Only one of those is legitimate (linux/uaccess.h); asm-prototypes.h
ones are borderline, but probably should be pulling linux/uaccess.h,
everything in *.c is really wrong.  Powerpc asm/inst.h is the really
unpleasant one here - it's pulled by quite a few other places, including
several asm/*.h.  Hell knows; might be worth splitting the
{__,}{get_user_instr,copy_inst_from_kernel_nofault}() off to
a separate header (asm/inst-uaccess.h?), to be included only by the
files that use any of those (that would be
arch/powerpc/kernel/{align,hw_breakpoint_constraints,module_32,traps,vecemu}.c
and arch/powerpc/kernel/trace/{ftrace,ftrace_64_pg}.c - not a single header
among them).  That header would pull linux/uaccess.h and asm/inst.h wouldn't
need any uaccess at all; might spill into explicit includes of linux/uaccess.h
in some of the places in arch/powerpc that pull asm/inst.h, directly or
not...
Greg KH Dec. 5, 2023, 11:46 p.m.

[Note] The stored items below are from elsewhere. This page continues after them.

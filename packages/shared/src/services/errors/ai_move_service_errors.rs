#[derive(Debug)]
pub enum AiMoveServiceError {
    Http(String),
    Status(u16),
    MalformedResponse(String),
}

impl std::fmt::Display for AiMoveServiceError {
    fn fmt(&self, f: &mut std::fmt::Formatter<'_>) -> std::fmt::Result {
        match self {
            AiMoveServiceError::Http(msg) => write!(f, "HTTP error: {}", msg),
            AiMoveServiceError::Status(code) => {
                write!(f, "Suggestion source responded with status {}", code)
            }
            AiMoveServiceError::MalformedResponse(msg) => {
                write!(f, "Malformed suggestion response: {}", msg)
            }
        }
    }
}

impl std::error::Error for AiMoveServiceError {}

impl From<reqwest::Error> for AiMoveServiceError {
    fn from(error: reqwest::Error) -> Self {
        AiMoveServiceError::Http(error.to_string())
    }
}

UTC | #22
On Tue, Dec 05, 2023 at 02:14:55PM -0800, Nick Desaulniers wrote:
> On Tue, Dec 5, 2023 at 1:59 PM Greg KH <greg@kroah.com> wrote:
> >
> > On Tue, Dec 05, 2023 at 01:51:10PM -0800, Nick Desaulniers wrote:
> > > On Tue, Dec 5, 2023 at 1:38 PM Al Viro <viro@zeniv.linux.org.uk> wrote:
> > > >
> > > > It also breeds includes of asm/*.h, by the look of the output, which is
> > > > not a good thing in general ;-/  E.g. #include <asm/uaccess.h> *anywhere*
> > > > outside of linux/uaccess.h is a bad idea.
> > >
> > > It's not clear to me when it's ok to #include <asm/*.h>.  Is there a
> > > convention here that I'm missing?
> >
> > General rule, NEVER include asm/*.h, there should be a include/*.h
> > instead that works.  So much so that checkpatch.pl should catch this,
> > right?
> 
> ah, shoot, I was showing Tanzir how to use `b4` for patch development,
> and forgot to check this.  Indeed it does.
> 
> I can see how the check works (scripts/checkpatch.pl L5881).  Decoding
> that will probably help us improve the tooling.
> 
> >
> > But of course, it doesn't always hold true, there are a few minor
> > exceptions, but they are rare.
> 
> $ grep -r \\#include lib | grep asm
> 
> shows quite a few exceptions, and just in lib/.
> 
> For example, lib/math/int_log.c includes asm/bug.h.  Is that a case
> where lib/math/int_log.c should be #include 'ing linux/bug.h rather
> than asm/bug.h?

Probably yes, but we don't normally go back and take coding style fixes
for old files like this as it doesn't make much sense to do so.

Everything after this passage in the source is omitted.